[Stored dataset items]
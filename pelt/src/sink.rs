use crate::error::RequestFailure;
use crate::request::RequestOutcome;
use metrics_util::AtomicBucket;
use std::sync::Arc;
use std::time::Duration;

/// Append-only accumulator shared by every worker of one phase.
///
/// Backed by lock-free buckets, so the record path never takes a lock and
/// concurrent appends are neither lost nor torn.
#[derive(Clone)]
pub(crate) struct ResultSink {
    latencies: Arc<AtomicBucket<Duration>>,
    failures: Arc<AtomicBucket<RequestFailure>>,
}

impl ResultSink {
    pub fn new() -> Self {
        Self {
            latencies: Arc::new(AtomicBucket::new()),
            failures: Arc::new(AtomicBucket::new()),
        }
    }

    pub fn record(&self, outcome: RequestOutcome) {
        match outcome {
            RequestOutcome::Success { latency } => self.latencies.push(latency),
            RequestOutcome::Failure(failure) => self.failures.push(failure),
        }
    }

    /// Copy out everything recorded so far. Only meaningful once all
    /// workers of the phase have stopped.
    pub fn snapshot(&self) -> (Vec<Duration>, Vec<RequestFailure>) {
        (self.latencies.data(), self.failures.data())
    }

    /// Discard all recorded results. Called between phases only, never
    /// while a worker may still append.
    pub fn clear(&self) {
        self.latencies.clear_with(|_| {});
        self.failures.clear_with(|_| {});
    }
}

Assigned task:
Please retype all of the records, keeping each line exactly as it is.

Answer space:
filename pelt/src/sink.rs
use crate::error::RequestFailure;
use crate::request::RequestOutcome;
use metrics_util::AtomicBucket;
use std::sync::Arc;
use std::time::Duration;

/// Append-only accumulator shared by every worker of one phase.
///
/// Backed by lock-free buckets, so the record path never takes a lock and
/// concurrent appends are neither lost nor torn.
#[derive(Clone)]
pub(crate) struct ResultSink {
    latencies: Arc<AtomicBucket<Duration>>,
    failures: Arc<AtomicBucket<RequestFailure>>,
}

impl ResultSink {
    pub fn new() -> Self {
        Self {
            latencies: Arc::new(AtomicBucket::new()),
            failures: Arc::new(AtomicBucket::new()),
        }
    }

    pub fn record(&self, outcome: RequestOutcome) {
        match outcome {
            RequestOutcome::Success { latency } => self.latencies.push(latency),
            RequestOutcome::Failure(failure) => self.failures.push(failure),
        }
    }

    /// Copy out everything recorded so far. Only meaningful once all
    /// workers of the phase have stopped.
    pub fn snapshot(&self) -> (Vec<Duration>, Vec<RequestFailure>) {
        (self.latencies.data(), self.failures.data())
    }

    /// Discard all recorded results. Called between phases only, never
    /// while a worker may still append.
    pub fn clear(&self) {
        self.latencies.clear_with(|_| {});
        self.failures.clear_with(|_| {});
    }
}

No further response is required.